Automated quantification of dopaminergic immunostained neurons in substantia nigra using freely available software.

Computerized techniques for image analysis are critical for progress in cell biology. The complexity of the data in current methods eliminates the need for manual image analysis and usually requires the application of multiple algorithms sequentially to the images. Our aim was to develop a software for immunohistochemical analysis of brain dopaminergic neurons combining several computational approaches to automatically analyze and quantify their number in the substantia nigra after a neurotoxic injury. For this purpose, we used a Parkinson's disease animal model to test our application. The dopaminergic neurotoxin, 6-hydroxydopamine, was administered in adult male rats to damage dopaminergic neurons in substantia nigra and to induce hemiparkinsonism. The lesion was corroborated by behavioral evaluation in response to apomorphine and amphetamine. The animals were euthanized and their brains processed for tyrosine hydroxylase immunohistochemistry for dopamine neuron identification. Neurons positive for tyrosine hydroxylase were evaluated in substantia nigra by light microscopy.
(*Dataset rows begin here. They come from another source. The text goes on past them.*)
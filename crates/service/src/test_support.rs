#![cfg(test)]
use std::{path::PathBuf, sync::Arc};

use migration::MigratorTrait;
use models::{sos, EmergencyType, Location, SosRecord};

use crate::records::{FileRecordStore, SeaOrmRecordStore};

/// Live record with the given creation timestamp. The ttl is anchored to the
/// current clock so old timestamps do not make the record expire.
pub fn record_at(kind: EmergencyType, timestamp_ms: i64) -> SosRecord {
    let manila = Location { lat: 14.5995, lng: 120.9842 };
    let notes = format!("{kind} at {timestamp_ms}");
    let mut r = SosRecord::new(kind, manila, notes, timestamp_ms);
    r.ttl = sos::now_secs() + sos::TTL_SECS;
    r
}

pub fn expired_record(kind: EmergencyType) -> SosRecord {
    let mut r = record_at(kind, sos::now_millis() - 8 * 24 * 3_600_000);
    r.ttl = sos::now_secs() - 1;
    r
}

pub async fn temp_file_store() -> anyhow::Result<(Arc<FileRecordStore>, PathBuf)> {
    let path = std::env::temp_dir().join(format!("sos_store_{}.json", uuid::Uuid::new_v4()));
    let store = FileRecordStore::open(&path).await?;
    Ok((store, path))
}

/// Fresh in-memory SQLite table store with migrations applied.
pub async fn sqlite_store() -> anyhow::Result<SeaOrmRecordStore> {
    let cfg = configs::DatabaseConfig { url: "sqlite::memory:".into(), ..Default::default() };
    let db = models::db::connect_with_config(&cfg).await?;
    migration::Migrator::up(&db, None).await?;
    Ok(SeaOrmRecordStore::new(db))
}
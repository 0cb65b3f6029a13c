pub mod sos_request;
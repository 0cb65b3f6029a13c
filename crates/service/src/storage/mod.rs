//! Storage abstractions for service layer
//!
//! Contains the file-backed map store used by the embedded record store.

pub mod json_map_store;
//! Background removal of expired records.

use std::{sync::Arc, time::Duration};

use models::sos;
use tokio::{task::JoinHandle, time::MissedTickBehavior};
use tracing::{debug, info, warn};

use crate::metrics;
use crate::records::RecordStore;

/// Spawn a task that calls `purge_expired` every `every`.
pub fn spawn_expiry_sweeper<R>(store: Arc<R>, every: Duration) -> JoinHandle<()>
where
    R: RecordStore + ?Sized + 'static,
{
    tokio::spawn(async move {
        let mut ticker = tokio::time::interval(every);
        ticker.set_missed_tick_behavior(MissedTickBehavior::Delay);
        info!(interval_secs = every.as_secs(), "expiry sweeper started");
        loop {
            ticker.tick().await;
            sweep_once(store.as_ref()).await;
        }
    })
}

/// One sweep pass; failures are logged and retried on the next tick.
pub async fn sweep_once<R: RecordStore + ?Sized>(store: &R) -> usize {
    match store.purge_expired(sos::now_secs()).await {
        Ok(0) => {
            debug!("expiry sweep: nothing to remove");
            0
        }
        Ok(n) => {
            metrics::EXPIRED_PURGED_TOTAL.inc_by(n as u64);
            info!(removed = n, "expiry sweep removed records");
            n
        }
        Err(e) => {
            warn!(error = %e, "expiry sweep failed");
            0
        }
    }
}

#[cfg(test)]
mod tests {
    use super::*;
    use crate::records::{RecordFilter, StatusFilter};
    use crate::test_support::{expired_record, record_at, temp_file_store};
    use models::EmergencyType;

    #[tokio::test]
    async fn sweep_removes_only_expired() -> anyhow::Result<()> {
        let (store, path) = temp_file_store().await?;
        store.put(expired_record(EmergencyType::Food)).await?;
        store.put(expired_record(EmergencyType::Water)).await?;
        let live = record_at(EmergencyType::Food, 1_000);
        store.put(live.clone()).await?;

        assert_eq!(sweep_once(store.as_ref()).await, 2);
        assert_eq!(store.raw_len().await, 1);
        let any = RecordFilter { status: StatusFilter::Any, ..Default::default() };
        assert_eq!(store.list(&any).await?, vec![live]);

        let _ = tokio::fs::remove_file(&path).await;
        Ok(())
    }

    #[tokio::test]
    async fn spawned_sweeper_runs_immediately() -> anyhow::Result<()> {
        let (store, path) = temp_file_store().await?;
        store.put(expired_record(EmergencyType::Other)).await?;

        let handle = spawn_expiry_sweeper(store.clone(), Duration::from_secs(3600));
        for _ in 0..50 {
            if store.raw_len().await == 0 {
                break;
            }
            tokio::time::sleep(Duration::from_millis(20)).await;
        }
        handle.abort();
        assert_eq!(store.raw_len().await, 0);

        let _ = tokio::fs::remove_file(&path).await;
        Ok(())
    }
}
use std::{sync::Arc, time::Duration};

use configs::ClientConfig;
use tracing::info;

use crate::api::SosApi;
use crate::error::ClientError;
use crate::local::LocalSosApi;
use crate::remote::RemoteSosApi;

/// Choose the backend once: remote when `api_url` is set, local otherwise.
pub async fn select_api(cfg: &ClientConfig) -> Result<Arc<dyn SosApi>, ClientError> {
    if let Some(url) = cfg.remote_url() {
        info!(%url, "using remote SOS API");
        let api = RemoteSosApi::new(url, Duration::from_secs(cfg.request_timeout_secs))?;
        return Ok(Arc::new(api));
    }

    info!(path = %cfg.local_path, "no API URL configured; using local fallback store");
    let api = LocalSosApi::open(&cfg.local_path).await?;
    if cfg.seed_demo {
        api.seed_demo_data().await?;
    }
    Ok(Arc::new(api))
}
The images were used to show quantification applicability. To test our software counting accuracy and validity, automatic dopamine neuron number was correlated with the data obtained by three independent observers. Several parameters were used to depict neuronal function in dataset images from control and lesioned brains. In conclusion, we could perform an automated quantification of dopaminergic neurons and corroborate the validity and accuracy of a freely available software.